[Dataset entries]
============================================================

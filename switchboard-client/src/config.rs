use crate::role::Role;
use std::time::Duration;

/// How the two ends of a session pick their collision roles.
#[derive(Debug, Clone, Copy, PartialEq, Eq, Default)]
pub enum RoleStrategy {
    /// The lexicographically lower id is polite.
    #[default]
    LowerIdPolite,
    HigherIdPolite,
    /// Use this role regardless of ids. Both ends must be configured with
    /// opposite roles.
    Fixed(Role),
}

/// What to do with a remote candidate that arrives before the remote
/// descriptor has been applied.
#[derive(Debug, Clone, Copy, PartialEq, Eq, Default)]
pub enum CandidatePolicy {
    /// Keep it and apply it, in arrival order, right after the descriptor.
    #[default]
    Buffer,
    Drop,
}

#[derive(Debug, Clone)]
pub struct NegotiationConfig {
    /// Display name sent in the `name` field of offers, answers and hang-ups.
    pub local_name: String,
    pub role_strategy: RoleStrategy,
    pub candidate_policy: CandidatePolicy,
    /// Connectivity restarts attempted before the call is ended.
    pub restart_budget: u32,
    /// Pause between a connectivity failure and the restart.
    pub restart_delay: Duration,
}

impl Default for NegotiationConfig {
    fn default() -> Self {
        Self {
            local_name: String::new(),
            role_strategy: RoleStrategy::default(),
            candidate_policy: CandidatePolicy::default(),
            restart_budget: 3,
            restart_delay: Duration::from_secs(1),
        }
    }
}
use serde::{Deserialize, Serialize};
use std::fmt;
use uuid::Uuid;

/// Session identity of a connected user. Opaque to everything but the
/// negotiation role ordering, which compares ids lexicographically.
#[derive(Debug, Serialize, Deserialize, Clone, Hash, Eq, PartialEq, Ord, PartialOrd)]
#[serde(transparent)]
pub struct UserId(String);

impl UserId {
    pub fn new(id: impl Into<String>) -> Self {
        Self(id.into())
    }

    /// Fresh server-assigned identity.
    pub fn generate() -> Self {
        Self(Uuid::new_v4().to_string())
    }

    pub fn as_str(&self) -> &str {
        &self.0
    }
}

impl From<&str> for UserId {
    fn from(s: &str) -> Self {
        Self(s.to_owned())
    }
}

impl From<String> for UserId {
    fn from(s: String) -> Self {
        Self(s)
    }
}

impl fmt::Display for UserId {
    fn fmt(&self, f: &mut fmt::Formatter<'_>) -> fmt::Result {
        write!(f, "{}", self.0)
    }
}
use crate::capability::ConnectivityState;
use crate::engine::{EngineInput, PeerSession, SessionStatus};
use crate::error::NegotiationError;
use tracing::{debug, info, warn};

impl PeerSession {
    pub(super) fn handle_connectivity(&mut self, state: ConnectivityState) {
        match state {
            ConnectivityState::Connected => {
                if self.restart_attempts > 0 {
                    info!(
                        "Connectivity with {} restored after {} restart(s)",
                        self.remote, self.restart_attempts
                    );
                }
                self.restart_attempts = 0;
                self.notify(SessionStatus::Connected);
            }
            ConnectivityState::Failed => self.connectivity_failed(),
            other => debug!("Connectivity with {}: {}", self.remote, other),
        }
    }

    fn connectivity_failed(&mut self) {
        if self.retry_scheduled {
            debug!("Restart with {} already scheduled", self.remote);
            return;
        }

        if self.restart_attempts >= self.config.restart_budget {
            let e = NegotiationError::ConnectivityFailure {
                attempts: self.restart_attempts,
            };
            warn!("Session with {}: {}", self.remote, e);
            self.end_call("connection lost");
            return;
        }

        self.restart_attempts += 1;
        self.retry_scheduled = true;
        self.notify(SessionStatus::Reconnecting {
            attempt: self.restart_attempts,
        });

        let delay = self.config.restart_delay;
        let input_tx = self.input_tx.clone();
        tokio::spawn(async move {
            tokio::time::sleep(delay).await;
            if let Some(tx) = input_tx.upgrade() {
                let _ = tx.send(EngineInput::RetryConnectivity);
            }
        });
    }

    pub(super) async fn retry_connectivity(&mut self) -> Result<(), NegotiationError> {
        self.retry_scheduled = false;
        info!(
            "Restarting connectivity with {} (attempt {}/{})",
            self.remote, self.restart_attempts, self.config.restart_budget
        );

        self.capability.restart_connectivity().await?;
        self.negotiate().await
    }
}
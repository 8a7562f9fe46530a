mod app;
mod config;
mod error;
mod registry;
mod room;
mod signaling;

pub use app::*;
pub use config::*;
pub use error::*;
pub use registry::*;
pub use room::*;
pub use signaling::*;
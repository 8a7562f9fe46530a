use crate::config::DuplicatePolicy;
use crate::error::RelayError;
use crate::registry::connection::ConnectionId;
use crate::signaling::SignalingOutput;
use async_trait::async_trait;
use dashmap::DashMap;
use dashmap::mapref::entry::Entry;
use switchboard_core::{Envelope, UserId};
use tokio::sync::mpsc;
use tracing::{debug, info, warn};

struct UserEntry {
    connection: ConnectionId,
    display_name: Option<String>,
    tx: mpsc::UnboundedSender<Envelope>,
}

/// Directory of connected users: identity -> delivery handle, plus the
/// display-name index used by the lobby protocol.
///
/// Owned by the server process and shared by handle; nothing here survives a
/// restart.
#[derive(Default)]
pub struct SessionRegistry {
    users: DashMap<UserId, UserEntry>,
    names: DashMap<String, UserId>,
}

impl SessionRegistry {
    pub fn new() -> Self {
        Self::default()
    }

    /// Registers a fresh connection under a server-generated identity.
    pub fn register(
        &self,
        connection: ConnectionId,
        tx: mpsc::UnboundedSender<Envelope>,
    ) -> UserId {
        loop {
            let user_id = UserId::generate();
            if let Entry::Vacant(slot) = self.users.entry(user_id.clone()) {
                slot.insert(UserEntry {
                    connection,
                    display_name: None,
                    tx,
                });
                debug!("Registered {} as {}", connection, user_id);
                return user_id;
            }
        }
    }

    /// Moves `connection` from `current` to the identity it asked for.
    ///
    /// Fails with `DuplicateIdentity` when another connection holds
    /// `requested`, unless the policy allows picking `<requested>-<n>`.
    pub fn claim(
        &self,
        connection: ConnectionId,
        current: &UserId,
        requested: &UserId,
        policy: DuplicatePolicy,
    ) -> Result<UserId, RelayError> {
        if current == requested {
            return Ok(current.clone());
        }

        let Some((_, entry)) = self
            .users
            .remove_if(current, |_, e| e.connection == connection)
        else {
            return Err(RelayError::TransportClosed(current.clone()));
        };

        let (user_id, entry) = match self.insert_vacant(requested.clone(), entry) {
            Ok(()) => (requested.clone(), None),
            Err(entry) => match policy {
                DuplicatePolicy::Reject => (requested.clone(), Some(entry)),
                DuplicatePolicy::Rename => {
                    let mut entry = entry;
                    let mut n = 1;
                    loop {
                        let candidate = UserId::new(format!("{requested}-{n}"));
                        match self.insert_vacant(candidate.clone(), entry) {
                            Ok(()) => break (candidate, None),
                            Err(back) => entry = back,
                        }
                        n += 1;
                    }
                }
            },
        };

        if let Some(entry) = entry {
            self.users.insert(current.clone(), entry);
            warn!(
                "{} asked for identity `{}` which is already active",
                connection, requested
            );
            return Err(RelayError::DuplicateIdentity(requested.clone()));
        }

        let display_name = self
            .users
            .get(&user_id)
            .and_then(|e| e.display_name.clone());
        if let Some(name) = display_name {
            self.names.insert(name, user_id.clone());
        }

        info!("{} is now known as `{}` (was `{}`)", connection, user_id, current);
        Ok(user_id)
    }

    fn insert_vacant(&self, user_id: UserId, entry: UserEntry) -> Result<(), UserEntry> {
        match self.users.entry(user_id) {
            Entry::Vacant(slot) => {
                slot.insert(entry);
                Ok(())
            }
            Entry::Occupied(_) => Err(entry),
        }
    }

    /// Drops the user if it still belongs to `connection`. Returns whether the
    /// user had a display name, so the caller knows to refresh the user list.
    pub fn unregister(&self, user_id: &UserId, connection: ConnectionId) -> bool {
        let Some((_, entry)) = self
            .users
            .remove_if(user_id, |_, e| e.connection == connection)
        else {
            return false;
        };

        debug!("Unregistered {} ({})", user_id, connection);
        match entry.display_name {
            Some(name) => {
                self.names.remove_if(&name, |_, owner| owner == user_id);
                true
            }
            None => false,
        }
    }

    /// Sets the display name, appending `-<n>` while the name is taken by
    /// someone else. Returns the name actually assigned and whether it differs
    /// from the one requested.
    pub fn set_display_name(&self, user_id: &UserId, requested: &str) -> Option<(String, bool)> {
        let previous = self.users.get(user_id)?.display_name.clone();
        if previous.as_deref() == Some(requested) {
            return Some((requested.to_owned(), false));
        }

        let mut assigned = requested.to_owned();
        let mut n = 1;
        loop {
            match self.names.entry(assigned.clone()) {
                Entry::Vacant(slot) => {
                    slot.insert(user_id.clone());
                    break;
                }
                Entry::Occupied(_) => {
                    assigned = format!("{requested}-{n}");
                    n += 1;
                }
            }
        }

        if let Some(old) = previous {
            self.names.remove_if(&old, |_, owner| owner == user_id);
        }

        match self.users.get_mut(user_id) {
            Some(mut entry) => entry.display_name = Some(assigned.clone()),
            None => {
                // Disconnected while we were picking a name.
                self.names.remove(&assigned);
                return None;
            }
        }

        let renamed = assigned != requested;
        Some((assigned, renamed))
    }

    pub fn display_names(&self) -> Vec<String> {
        let mut names: Vec<String> = self.names.iter().map(|e| e.key().clone()).collect();
        names.sort();
        names
    }

    /// Resolves a message target given either as an identity or a display name.
    pub fn resolve(&self, target: &UserId) -> Option<UserId> {
        if self.users.contains_key(target) {
            return Some(target.clone());
        }
        self.names.get(target.as_str()).map(|e| e.value().clone())
    }

    pub fn is_connected(&self, user_id: &UserId) -> bool {
        self.users.contains_key(user_id)
    }

    pub fn len(&self) -> usize {
        self.users.len()
    }

    pub fn is_empty(&self) -> bool {
        self.users.is_empty()
    }

    /// Best-effort delivery. A missing or closed user drops the message.
    pub fn send(&self, user_id: &UserId, envelope: Envelope) -> bool {
        let Some(user) = self.users.get(user_id) else {
            warn!(
                "Attempted to send `{}` to disconnected user {}",
                envelope.kind(),
                user_id
            );
            return false;
        };

        if user.tx.send(envelope).is_err() {
            warn!("Outbound queue for {} is closed", user_id);
            return false;
        }
        true
    }

    /// Sends to every registered user except `except`.
    pub fn broadcast(&self, envelope: &Envelope, except: Option<&UserId>) {
        let recipients: Vec<UserId> = self
            .users
            .iter()
            .map(|e| e.key().clone())
            .filter(|id| Some(id) != except)
            .collect();

        for user_id in recipients {
            self.send(&user_id, envelope.clone());
        }
    }
}

#[async_trait]
impl SignalingOutput for SessionRegistry {
    async fn deliver(&self, user_id: &UserId, envelope: Envelope) -> bool {
        self.send(user_id, envelope)
    }
}
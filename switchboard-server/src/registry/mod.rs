mod connection;
mod session_registry;

pub use connection::*;
pub use session_registry::*;
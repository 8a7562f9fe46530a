use std::time::{SystemTime, UNIX_EPOCH};

pub const DEFAULT_HOST: &str = "0.0.0.0";
pub const DEFAULT_PORT: u16 = 3000;

pub const DEFAULT_STUN_ADDR: &str = "stun:stun.l.google.com:19302";
pub const DEFAULT_STUN_ADDR_2: &str = "stun:stun1.l.google.com:19302";
pub const DEFAULT_STUN_ADDR_3: &str = "stun:stun2.l.google.com:19302";

/// Milliseconds since the Unix epoch, the unit browsers use for `Date.now()`.
pub fn now_millis() -> u64 {
    SystemTime::now()
        .duration_since(UNIX_EPOCH)
        .map(|d| d.as_millis() as u64)
        .unwrap_or_default()
}
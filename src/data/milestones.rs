//! `gitlab_project_milestones`: every milestone of a project.

use crate::client::{Client, fetch_page};
use labapi::Milestone;
use reconcile::{CancelToken, DataSource, Result, collect_all};
use serde::{Deserialize, Serialize};

pub const KIND: &str = "gitlab_project_milestones";

#[derive(Debug, Clone, Deserialize)]
pub struct MilestonesQuery {
    pub project: String,
}

#[derive(Debug, Clone, Serialize)]
pub struct ProjectMilestones {
    pub project: String,
    /// In the order the remote listed them.
    pub milestones: Vec<Milestone>,
}

pub struct ProjectMilestonesLookup {
    client: Client,
}

impl ProjectMilestonesLookup {
    pub fn new(client: Client) -> Self {
        Self { client }
    }
}

impl DataSource for ProjectMilestonesLookup {
    type Query = MilestonesQuery;
    type Output = ProjectMilestones;

    fn kind(&self) -> &'static str {
        KIND
    }

    fn read(&self, query: &MilestonesQuery, cancel: &CancelToken) -> Result<ProjectMilestones> {
        let project = query.project.as_str();
        let milestones = collect_all(cancel, |cursor| {
            fetch_page(&self.client, KIND, project, cursor, |options| {
                self.client.api().list_project_milestones(project, options)
            })
        })?;
        log::debug!("{KIND} {project}: {} milestones", milestones.len());
        Ok(ProjectMilestones {
            project: query.project.clone(),
            milestones,
        })
    }
}
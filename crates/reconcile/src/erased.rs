//! Type-erased host boundary
//!
//! The host exchanges desired and observed state as JSON values. These traits
//! let a registry hold every kind behind one object-safe interface while each
//! kind keeps its own strongly-typed `Desired` and `Observed` types.

use crate::cancel::CancelToken;
use crate::error::{Error, Result};
use crate::id::{IdFormat, RemoteObjectRef};
use crate::reconciler::{Deleted, ManagedKind, Observation, ReadMode, Reconciler};
use crate::verify;
use serde::de::DeserializeOwned;
use serde::{Deserialize, Serialize};
use serde_json::Value;

/// Identifier plus observed state, as the host stores it.
#[derive(Debug, Clone, PartialEq, Serialize, Deserialize)]
pub struct TrackedObject {
    pub id: RemoteObjectRef,
    pub state: Value,
}

/// A managed resource kind with JSON in and out.
pub trait ErasedResource: Send + Sync {
    fn kind(&self) -> &'static str;
    fn id_format(&self) -> IdFormat;
    /// Natural-key description of an object not yet created.
    fn label(&self, desired: &Value) -> Result<String>;
    fn create(&self, desired: &Value, cancel: &CancelToken) -> Result<TrackedObject>;
    fn read(
        &self,
        id: &RemoteObjectRef,
        mode: ReadMode,
        cancel: &CancelToken,
    ) -> Result<Option<TrackedObject>>;
    /// Returns the re-read object and the number of remote calls issued.
    fn update(
        &self,
        id: &RemoteObjectRef,
        desired: &Value,
        cancel: &CancelToken,
    ) -> Result<(TrackedObject, usize)>;
    fn delete(
        &self,
        id: &RemoteObjectRef,
        tracked: Option<&Value>,
        cancel: &CancelToken,
    ) -> Result<Deleted>;
    fn confirm_absent(
        &self,
        id: &RemoteObjectRef,
        tracked: &Value,
        cancel: &CancelToken,
    ) -> Result<bool>;
}

impl<K> ErasedResource for Reconciler<K>
where
    K: ManagedKind,
    K::Desired: DeserializeOwned,
    K::Observed: Serialize + DeserializeOwned,
{
    fn kind(&self) -> &'static str {
        self.name()
    }

    fn id_format(&self) -> IdFormat {
        ManagedKind::id_format(Reconciler::kind(self))
    }

    fn label(&self, desired: &Value) -> Result<String> {
        let desired: K::Desired = from_value(self.name(), desired)?;
        Ok(ManagedKind::label(Reconciler::kind(self), &desired))
    }

    fn create(&self, desired: &Value, cancel: &CancelToken) -> Result<TrackedObject> {
        let desired: K::Desired = from_value(self.name(), desired)?;
        let observation = Reconciler::create(self, &desired, cancel)?;
        tracked(self.name(), observation)
    }

    fn read(
        &self,
        id: &RemoteObjectRef,
        mode: ReadMode,
        cancel: &CancelToken,
    ) -> Result<Option<TrackedObject>> {
        Reconciler::read(self, id, mode, cancel)?
            .map(|observation| tracked(self.name(), observation))
            .transpose()
    }

    fn update(
        &self,
        id: &RemoteObjectRef,
        desired: &Value,
        cancel: &CancelToken,
    ) -> Result<(TrackedObject, usize)> {
        let desired: K::Desired = from_value(self.name(), desired)?;
        let updated = Reconciler::update(self, id, &desired, cancel)?;
        Ok((tracked(self.name(), updated.observation)?, updated.changes))
    }

    fn delete(
        &self,
        id: &RemoteObjectRef,
        tracked: Option<&Value>,
        cancel: &CancelToken,
    ) -> Result<Deleted> {
        let prior = tracked
            .map(|state| observation::<K>(self.name(), id, state))
            .transpose()?;
        Reconciler::delete(self, id, prior.as_ref(), cancel)
    }

    fn confirm_absent(
        &self,
        id: &RemoteObjectRef,
        tracked: &Value,
        cancel: &CancelToken,
    ) -> Result<bool> {
        let prior = observation::<K>(self.name(), id, tracked)?;
        verify::confirm_absent(self, &prior, cancel)
    }
}

/// A read-only data source.
pub trait DataSource: Send + Sync {
    type Query: DeserializeOwned;
    type Output: Serialize;

    fn kind(&self) -> &'static str;

    /// Read in lookup mode: a missing parent is an error.
    fn read(&self, query: &Self::Query, cancel: &CancelToken) -> Result<Self::Output>;
}

/// A data source with JSON in and out.
pub trait ErasedDataSource: Send + Sync {
    fn kind(&self) -> &'static str;
    fn read(&self, query: &Value, cancel: &CancelToken) -> Result<Value>;
}

impl<D: DataSource> ErasedDataSource for D {
    fn kind(&self) -> &'static str {
        DataSource::kind(self)
    }

    fn read(&self, query: &Value, cancel: &CancelToken) -> Result<Value> {
        let query: D::Query = from_value(DataSource::kind(self), query)?;
        let output = DataSource::read(self, &query, cancel)?;
        serde_json::to_value(output).map_err(|e| Error::document(DataSource::kind(self), e))
    }
}

/// A constructed kind, ready to serve host requests.
pub enum Handler {
    Resource(Box<dyn ErasedResource>),
    DataSource(Box<dyn ErasedDataSource>),
}

impl Handler {
    /// Wrap a reconciler.
    pub fn resource<K>(reconciler: Reconciler<K>) -> Self
    where
        K: ManagedKind + 'static,
        K::Desired: DeserializeOwned,
        K::Observed: Serialize + DeserializeOwned,
    {
        Self::Resource(Box::new(reconciler))
    }

    /// Wrap a data source.
    pub fn data_source<D: DataSource + 'static>(source: D) -> Self {
        Self::DataSource(Box::new(source))
    }

    #[must_use]
    pub fn kind(&self) -> &'static str {
        match self {
            Self::Resource(r) => r.kind(),
            Self::DataSource(d) => d.kind(),
        }
    }

    #[must_use]
    pub fn as_resource(&self) -> Option<&dyn ErasedResource> {
        match self {
            Self::Resource(r) => Some(r.as_ref()),
            Self::DataSource(_) => None,
        }
    }

    #[must_use]
    pub fn as_data_source(&self) -> Option<&dyn ErasedDataSource> {
        match self {
            Self::Resource(_) => None,
            Self::DataSource(d) => Some(d.as_ref()),
        }
    }
}

fn from_value<T: DeserializeOwned>(kind: &str, value: &Value) -> Result<T> {
    T::deserialize(value).map_err(|e| Error::document(kind, e))
}

fn tracked<O: Serialize>(kind: &str, observation: Observation<O>) -> Result<TrackedObject> {
    let (id, state) = observation.into_parts();
    let state = serde_json::to_value(state).map_err(|e| Error::document(kind, e))?;
    Ok(TrackedObject { id, state })
}

fn observation<K>(
    kind: &str,
    id: &RemoteObjectRef,
    state: &Value,
) -> Result<Observation<K::Observed>>
where
    K: ManagedKind,
    K::Observed: DeserializeOwned,
{
    let state: K::Observed = from_value(kind, state)?;
    Ok(Observation::from_tracked(id.clone(), state))
}
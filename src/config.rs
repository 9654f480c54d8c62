use anyhow::{Context, Result};
use labapi::DEFAULT_BASE_URL;
use reconcile::RetryConfig;
use serde::{Deserialize, Serialize};
use std::fs;
use std::path::{Path, PathBuf};
use std::time::Duration;

/// Get the config directory path
pub fn config_dir() -> Result<PathBuf> {
    let home = dirs::home_dir().context("Could not determine home directory")?;
    Ok(home.join(".config").join("labstate"))
}

/// Get the default config file path
pub fn default_config_path() -> Result<PathBuf> {
    Ok(config_dir()?.join("config.toml"))
}

// ============================================================================
// Provider Config
// ============================================================================

#[derive(Debug, Clone, PartialEq, Serialize, Deserialize)]
#[serde(default)]
pub struct ProviderConfig {
    pub base_url: String,
    #[serde(skip_serializing_if = "Option::is_none")]
    pub token: Option<String>,
    pub per_page: u32,
    pub timeout_secs: u64,
    pub read_retry: ReadRetry,
}

impl Default for ProviderConfig {
    fn default() -> Self {
        Self {
            base_url: DEFAULT_BASE_URL.to_string(),
            token: None,
            per_page: 20,
            timeout_secs: 30,
            read_retry: ReadRetry::default(),
        }
    }
}

/// Backoff for reading an object back after mutating it.
#[derive(Debug, Clone, PartialEq, Serialize, Deserialize)]
#[serde(default)]
pub struct ReadRetry {
    pub max_attempts: u32,
    pub base_delay_ms: u64,
    pub backoff_factor: f64,
    pub max_delay_ms: u64,
}

impl Default for ReadRetry {
    fn default() -> Self {
        let defaults = RetryConfig::default();
        Self {
            max_attempts: defaults.max_attempts,
            base_delay_ms: defaults.base_delay.as_millis() as u64,
            backoff_factor: defaults.backoff_factor,
            max_delay_ms: defaults.max_delay.as_millis() as u64,
        }
    }
}

impl From<&ReadRetry> for RetryConfig {
    fn from(retry: &ReadRetry) -> Self {
        Self {
            max_attempts: retry.max_attempts.max(1),
            base_delay: Duration::from_millis(retry.base_delay_ms),
            backoff_factor: retry.backoff_factor,
            max_delay: Duration::from_millis(retry.max_delay_ms),
        }
    }
}

impl ProviderConfig {
    /// Load from `path`, or from the default location when `path` is `None`.
    ///
    /// A missing default file yields the defaults; a missing explicit file is
    /// an error.
    pub fn load(path: Option<&str>) -> Result<Self> {
        match path {
            Some(custom) => {
                let expanded = shellexpand::tilde(custom);
                Self::load_from(Path::new(expanded.as_ref()))
            }
            None => {
                let path = default_config_path()?;
                if path.exists() {
                    Self::load_from(&path)
                } else {
                    log::debug!("no config at {}, using defaults", path.display());
                    Ok(Self::default())
                }
            }
        }
    }

    /// Load a TOML config file
    pub fn load_from(path: &Path) -> Result<Self> {
        let content = fs::read_to_string(path)
            .with_context(|| format!("Could not read {}", path.display()))?;
        toml::from_str(&content).with_context(|| format!("Invalid config file {}", path.display()))
    }

    /// Save as TOML, creating parent directories
    pub fn save_to(&self, path: &Path) -> Result<()> {
        if let Some(parent) = path.parent() {
            fs::create_dir_all(parent)?;
        }
        let content = toml::to_string_pretty(self)?;
        fs::write(path, content)?;
        Ok(())
    }

    /// Apply command-line and environment overrides. `None` keeps the file
    /// value.
    pub fn with_overrides(mut self, base_url: Option<String>, token: Option<String>) -> Self {
        if let Some(base_url) = base_url {
            self.base_url = base_url;
        }
        if token.is_some() {
            self.token = token;
        }
        self
    }

    pub fn timeout(&self) -> Duration {
        Duration::from_secs(self.timeout_secs.max(1))
    }

    pub fn retry_config(&self) -> RetryConfig {
        RetryConfig::from(&self.read_retry)
    }
}

// ============================================================================
// Tests
// ============================================================================

#[cfg(test)]
mod tests {
    use super::*;
    use tempfile::TempDir;

    #[test]
    fn test_defaults() {
        let config = ProviderConfig::default();
        assert_eq!(config.base_url, "https://gitlab.com/api/v4");
        assert_eq!(config.per_page, 20);
        assert_eq!(config.timeout(), Duration::from_secs(30));
        assert_eq!(config.retry_config(), RetryConfig::default());
    }

    #[test]
    fn test_partial_file_keeps_defaults() {
        let dir = TempDir::new().unwrap();
        let path = dir.path().join("config.toml");
        fs::write(
            &path,
            r#"
base_url = "https://gitlab.example.com/api/v4"
per_page = 50

[read_retry]
max_attempts = 3
"#,
        )
        .unwrap();

        let config = ProviderConfig::load_from(&path).unwrap();
        assert_eq!(config.base_url, "https://gitlab.example.com/api/v4");
        assert_eq!(config.per_page, 50);
        assert_eq!(config.timeout_secs, 30);
        assert!(config.token.is_none());

        let retry = config.retry_config();
        assert_eq!(retry.max_attempts, 3);
        assert_eq!(retry.base_delay, Duration::from_millis(250));
    }

    #[test]
    fn test_save_and_reload() {
        let dir = TempDir::new().unwrap();
        let path = dir.path().join("nested").join("config.toml");
        let config = ProviderConfig {
            token: Some("glpat-test".to_string()),
            ..Default::default()
        };
        config.save_to(&path).unwrap();

        let loaded = ProviderConfig::load(Some(path.to_str().unwrap())).unwrap();
        assert_eq!(loaded, config);
    }

    #[test]
    fn test_missing_explicit_file_is_error() {
        let dir = TempDir::new().unwrap();
        let path = dir.path().join("absent.toml");
        let err = ProviderConfig::load(Some(path.to_str().unwrap())).unwrap_err();
        assert!(err.to_string().contains("Could not read"));
    }

    #[test]
    fn test_invalid_file_is_error() {
        let dir = TempDir::new().unwrap();
        let path = dir.path().join("config.toml");
        fs::write(&path, "per_page = \"many\"").unwrap();
        assert!(ProviderConfig::load_from(&path).is_err());
    }

    #[test]
    fn test_overrides() {
        let config = ProviderConfig {
            token: Some("from-file".to_string()),
            ..Default::default()
        };

        let kept = config.clone().with_overrides(None, None);
        assert_eq!(kept.token.as_deref(), Some("from-file"));

        let overridden = config.with_overrides(
            Some("https://self-hosted/api/v4".to_string()),
            Some("from-env".to_string()),
        );
        assert_eq!(overridden.base_url, "https://self-hosted/api/v4");
        assert_eq!(overridden.token.as_deref(), Some("from-env"));
    }

    #[test]
    fn test_zero_attempts_still_tries_once() {
        let retry = ReadRetry {
            max_attempts: 0,
            ..Default::default()
        };
        assert_eq!(RetryConfig::from(&retry).max_attempts, 1);
    }
}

============================================================

_Required work_.
Above are the records; from them, give again exactly the lines from the one containing "match self.insert_vacant(candidate.clone(), entry)" to the one containing "if let Some(entry)", both lines included, and nothing more.

_Finished task_.
                        match self.insert_vacant(candidate.clone(), entry) {
                            Ok(()) => break (candidate, None),
                            Err(back) => entry = back,
                        }
                        n += 1;
                    }
                }
            },
        };

        if let Some(entry) = entry {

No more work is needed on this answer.